Pocahontas Vs Predator


Infatti è fatto da Disney+


----------



## Lorenzo 89 (15 Agosto 2022)

Devil man ha scritto:


> Pocahontas Vs Predator
> 
> 
> Infatti è fatto da Disney+


A me il feral Predator è piaciuto un sacco, nettamente meglio rispetto alle trashate precedenti tipo il super predator del 2018 o quelli del 2004 in AVP, quello di AVP requiem era un figo però.


----------



## Divoratore Di Stelle (15 Agosto 2022)

Quest'ultimo non lo guarderò,frega niente degli indigeni del 1700  

Ma sono l'unico a cui era piaciuto questo ? 





Ho sempre sperato in un sequel


----------



## Lorenzo 89 (15 Agosto 2022)

Divoratore Di Stelle ha scritto:


> Quest'ultimo non lo guarderò,frega niente degli indigeni del 1700
> 
> Ma sono l'unico a cui era piaciuto questo ?
> Vedi l'allegato 3006
> ...


Ma io mica l'ho visto per gli indigeni del 1700, l'ho visto per il predator.
Fidati che vale la pena, il feral predator per me è una figata.


----------



## Baba (1 Ottobre 2022)

Per tutti gli appassionati di serial killer spietati: Se stasera non uscite e non sapete che fare dopo la vittoria de Milan vi consiglio di iniziare la nuova serie Dhamer, su Netflix.


----------



## Raryof (8 Ottobre 2022)

Sono anni che attendo, ormai ci siamo


----------



## Devil man (8 Ottobre 2022)

Baba ha scritto:


> Per tutti gli appassionati di serial killer spietati: Se stasera non uscite e non sapete che fare dopo la vittoria de Milan vi consiglio di iniziare la nuova serie Dhamer, su Netflix.

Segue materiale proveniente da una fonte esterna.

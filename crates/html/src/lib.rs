//! Inert HTML fragment parsing over a live, identity-preserving node tree.

pub mod debug;
pub mod dom;
#[cfg(any(test, feature = "dom-snapshot"))]
pub mod dom_snapshot;
pub mod serialize;
pub mod traverse;

mod dom_builder;
mod entities;
mod tokenizer;
mod types;

pub use crate::dom::{DomError, Event, NodeData, NodeKind, NodeRef};
pub use crate::dom_builder::{build_fragment, parse_fragment};
pub use crate::entities::escape_html;
pub use crate::serialize::to_html;
pub use crate::tokenizer::{Tokenizer, tokenize};
pub use crate::types::{AtomId, AtomTable, Token, TokenStream};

Ho smesso di guardarla dopo la metà del terzo episodio.. sinceramente non mi frega nulla della sua vita passata da sfigato.. 

preferisco più la parte investigativa in una storia di serial killer..

ad esempio come hanno fatto sul documentario Nightstalker.


----------



## Raryof (21 Ottobre 2022)

Mi scende la lacrimuccia, promette benissimo.


----------



## Divoratore Di Stelle (26 Ottobre 2022)

C'è qualche vecchiaccio che ha visto tutta la serie di OZ ?
Telefilm molto vecchio degli anni 2000, penso sia il telefilm più "crudo" sulla vita dei detenuti nelle carceri.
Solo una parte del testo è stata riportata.